Dr. Hoffbein, Psychiatrist, who was perfectly aware that the staff didn’t think so much of “black magic”, therefore enunciated his words with an incisive clarity and leaned forward:
“What is your personal impression, Sterling?”
He inserted his sentences the way other men did hypodermics.
Cub Sterling gave himself an angular brace and replied:
“Must be something other than natural causes, Doctor. Everything has been checked. Everything! Dr. MacArthur and I have combed the department. The superintendent of nurses has checked the supervisor, the head nurse, the graduate floor nurse, and I’ve gone over my internes thoroughly ... man by man ... and woman by woman.... The reason I’m bringing it before the staff is I’m stumped. Your experience ... then, too, medical patients are often in the hospital six weeks to two months. We can’t have the thing repeated....”
“Fear psychosis,” Hoffbein grunted.
Bear Sterling heaved his thick shoulders and began fingering his key ring.

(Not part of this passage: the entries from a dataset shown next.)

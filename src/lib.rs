//! # Blocklens: Bitcoin Block and Transaction Analyzer
//!
//! Core library for structured analysis of consensus-serialized Bitcoin
//! data: raw transactions with their prevouts, and on-disk block files
//! paired with their undo (rev) files.
//!
//! ## Features
//!
//! - **Wire parsing**: legacy and SegWit transaction formats, block
//!   headers, CompactSize and undo-file CVarInt integers
//! - **Script analysis**: output/input classification, canonical ASM
//!   disassembly, OP_RETURN payload extraction
//! - **Undo decoding**: XOR de-obfuscation, compressed amounts, the six
//!   script-compression cases, best-effort record alignment
//! - **Block analysis**: Merkle verification, fee reconstruction and
//!   block-level statistics

pub mod address;
pub mod block_analyzer;
pub mod codec;
pub mod config;
pub mod error;
pub mod fixture;
pub mod script;
pub mod timelock;
pub mod tx_analyzer;
pub mod undo;
pub mod wire;

// Re-export commonly used types
pub use block_analyzer::{BlockAnalyzer, BlockRecord};
pub use error::{AnalyzerError, AnalyzerResult, ErrorRecord};
pub use fixture::{Fixture, NetworkTag, PrevoutRef};
pub use tx_analyzer::{TransactionAnalyzer, TransactionRecord};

Hoffbein and his foolishness!
This small oddly shaped brass key, and people dying when you least expected, made him think of the door to the cupola of the Administration Building: the door nobody had ever entered since that night so many years ago when he had fixed Flossie Matthews for Ted Longstreet ... before he was old enough to see why a reputable surgeon never had any business....
Ted had held the chloroform rag, and after giving her a transfusion of his own blood, had fainted and fallen against his operating hand so that the scalpel punctured her femoral artery ... and Flossie hemorrhaged; and Ted lay in the pool of blood. When he came to, she was dead ... of chloroform. In the meantime he had tied the artery, somehow....
“Gone” ... he could still hear Ted’s voice and see that hoggish splotch of blood his coat made upon the white plaster wall as he leaned against it and stretched his slim hands out toward the lids of Flossie’s staring blue eyes.